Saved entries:
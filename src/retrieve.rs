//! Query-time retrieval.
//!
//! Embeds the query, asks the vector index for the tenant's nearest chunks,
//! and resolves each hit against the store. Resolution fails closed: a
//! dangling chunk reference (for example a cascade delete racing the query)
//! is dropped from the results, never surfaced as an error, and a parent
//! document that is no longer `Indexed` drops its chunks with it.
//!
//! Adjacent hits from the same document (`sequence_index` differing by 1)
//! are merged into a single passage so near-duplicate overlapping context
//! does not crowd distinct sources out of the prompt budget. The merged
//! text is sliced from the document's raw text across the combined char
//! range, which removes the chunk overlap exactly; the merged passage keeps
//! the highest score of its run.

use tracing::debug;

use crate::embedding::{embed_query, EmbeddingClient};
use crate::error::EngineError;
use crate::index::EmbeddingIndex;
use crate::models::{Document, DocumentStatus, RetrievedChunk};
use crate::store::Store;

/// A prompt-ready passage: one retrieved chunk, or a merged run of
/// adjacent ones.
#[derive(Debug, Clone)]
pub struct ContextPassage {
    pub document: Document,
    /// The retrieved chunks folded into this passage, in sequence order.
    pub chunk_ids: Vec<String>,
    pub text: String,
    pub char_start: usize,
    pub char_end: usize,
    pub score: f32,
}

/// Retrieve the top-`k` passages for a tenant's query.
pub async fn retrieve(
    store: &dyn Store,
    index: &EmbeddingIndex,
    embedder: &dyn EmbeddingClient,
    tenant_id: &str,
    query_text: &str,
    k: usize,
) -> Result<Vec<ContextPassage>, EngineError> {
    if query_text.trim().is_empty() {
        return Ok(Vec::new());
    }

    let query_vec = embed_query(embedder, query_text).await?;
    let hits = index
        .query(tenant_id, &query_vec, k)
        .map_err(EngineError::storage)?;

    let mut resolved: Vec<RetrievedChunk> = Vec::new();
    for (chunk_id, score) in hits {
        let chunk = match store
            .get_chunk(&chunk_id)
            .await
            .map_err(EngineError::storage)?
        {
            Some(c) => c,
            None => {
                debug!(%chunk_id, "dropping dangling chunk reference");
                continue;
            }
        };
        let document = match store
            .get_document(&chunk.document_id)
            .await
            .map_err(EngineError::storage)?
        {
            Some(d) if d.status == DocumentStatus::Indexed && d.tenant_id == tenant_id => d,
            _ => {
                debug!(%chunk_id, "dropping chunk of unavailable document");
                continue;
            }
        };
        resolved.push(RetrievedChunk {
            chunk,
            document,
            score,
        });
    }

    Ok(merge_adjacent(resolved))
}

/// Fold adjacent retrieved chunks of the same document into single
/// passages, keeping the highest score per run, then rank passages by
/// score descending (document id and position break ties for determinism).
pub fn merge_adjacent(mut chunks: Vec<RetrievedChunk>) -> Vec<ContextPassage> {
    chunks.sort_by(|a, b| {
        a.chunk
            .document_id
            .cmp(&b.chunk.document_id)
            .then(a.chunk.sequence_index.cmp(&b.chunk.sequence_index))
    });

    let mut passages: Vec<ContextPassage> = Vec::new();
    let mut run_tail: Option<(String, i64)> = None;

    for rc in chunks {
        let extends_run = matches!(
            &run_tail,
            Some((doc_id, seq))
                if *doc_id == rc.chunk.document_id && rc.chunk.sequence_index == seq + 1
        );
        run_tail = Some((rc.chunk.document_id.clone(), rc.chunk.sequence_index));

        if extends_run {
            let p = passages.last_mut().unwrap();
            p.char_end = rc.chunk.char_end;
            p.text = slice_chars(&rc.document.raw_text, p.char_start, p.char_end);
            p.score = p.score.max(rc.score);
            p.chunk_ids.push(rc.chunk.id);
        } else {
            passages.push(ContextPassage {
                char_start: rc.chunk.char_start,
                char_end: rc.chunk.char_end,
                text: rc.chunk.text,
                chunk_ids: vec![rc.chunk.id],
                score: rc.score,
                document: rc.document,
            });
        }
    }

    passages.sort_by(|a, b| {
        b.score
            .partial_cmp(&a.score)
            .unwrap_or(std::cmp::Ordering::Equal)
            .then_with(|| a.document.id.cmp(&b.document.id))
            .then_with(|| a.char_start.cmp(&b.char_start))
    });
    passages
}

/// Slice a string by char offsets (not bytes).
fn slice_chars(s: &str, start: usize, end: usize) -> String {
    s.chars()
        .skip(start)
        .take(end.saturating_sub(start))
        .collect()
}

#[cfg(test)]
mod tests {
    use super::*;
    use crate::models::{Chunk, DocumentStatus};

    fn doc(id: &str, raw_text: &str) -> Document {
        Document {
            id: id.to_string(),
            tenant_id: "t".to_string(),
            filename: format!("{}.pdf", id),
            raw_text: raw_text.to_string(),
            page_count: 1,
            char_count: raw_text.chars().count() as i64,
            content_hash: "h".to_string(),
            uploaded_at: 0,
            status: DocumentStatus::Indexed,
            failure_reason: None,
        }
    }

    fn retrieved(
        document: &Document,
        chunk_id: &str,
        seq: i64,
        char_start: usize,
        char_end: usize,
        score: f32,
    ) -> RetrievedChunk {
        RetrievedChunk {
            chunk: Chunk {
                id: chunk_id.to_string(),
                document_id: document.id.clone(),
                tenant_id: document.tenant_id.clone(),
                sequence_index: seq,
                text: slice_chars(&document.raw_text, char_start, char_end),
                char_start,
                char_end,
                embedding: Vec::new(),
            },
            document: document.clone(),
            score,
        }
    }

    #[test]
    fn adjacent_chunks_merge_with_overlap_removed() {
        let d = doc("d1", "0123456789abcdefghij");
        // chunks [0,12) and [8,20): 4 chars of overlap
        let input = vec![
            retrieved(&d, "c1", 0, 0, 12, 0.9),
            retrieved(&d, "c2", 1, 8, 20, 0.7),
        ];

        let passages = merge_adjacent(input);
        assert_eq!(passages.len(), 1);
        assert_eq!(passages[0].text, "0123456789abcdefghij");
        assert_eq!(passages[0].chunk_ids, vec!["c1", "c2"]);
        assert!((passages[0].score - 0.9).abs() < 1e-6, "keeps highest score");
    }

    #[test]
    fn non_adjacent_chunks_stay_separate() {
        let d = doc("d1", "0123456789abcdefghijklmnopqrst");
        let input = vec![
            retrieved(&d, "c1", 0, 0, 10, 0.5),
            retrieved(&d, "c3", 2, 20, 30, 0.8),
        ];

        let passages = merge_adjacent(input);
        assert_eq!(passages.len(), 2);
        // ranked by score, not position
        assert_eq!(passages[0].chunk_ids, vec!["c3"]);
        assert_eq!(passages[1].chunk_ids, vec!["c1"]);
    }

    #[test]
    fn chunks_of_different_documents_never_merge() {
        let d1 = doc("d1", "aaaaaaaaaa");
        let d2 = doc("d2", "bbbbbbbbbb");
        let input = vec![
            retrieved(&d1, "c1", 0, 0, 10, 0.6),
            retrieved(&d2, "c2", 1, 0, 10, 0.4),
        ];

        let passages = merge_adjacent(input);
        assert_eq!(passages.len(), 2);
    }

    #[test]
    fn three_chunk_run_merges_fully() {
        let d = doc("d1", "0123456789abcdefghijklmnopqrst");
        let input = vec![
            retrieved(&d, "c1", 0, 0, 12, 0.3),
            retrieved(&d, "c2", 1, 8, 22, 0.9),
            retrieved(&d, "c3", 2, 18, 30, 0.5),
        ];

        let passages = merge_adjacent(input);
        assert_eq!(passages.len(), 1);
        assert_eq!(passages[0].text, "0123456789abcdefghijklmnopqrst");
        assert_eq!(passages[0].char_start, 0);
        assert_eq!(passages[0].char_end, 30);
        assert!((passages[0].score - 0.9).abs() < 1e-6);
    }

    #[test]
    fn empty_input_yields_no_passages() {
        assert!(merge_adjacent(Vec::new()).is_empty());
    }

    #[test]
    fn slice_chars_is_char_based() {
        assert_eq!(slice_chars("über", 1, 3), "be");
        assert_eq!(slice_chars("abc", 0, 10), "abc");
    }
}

* [How to complete this task]: Each line in the data where the string "single" occurs should be identified and copied.

* [Problem solution]:
//! are merged into a single passage so near-duplicate overlapping context
/// Fold adjacent retrieved chunks of the same document into single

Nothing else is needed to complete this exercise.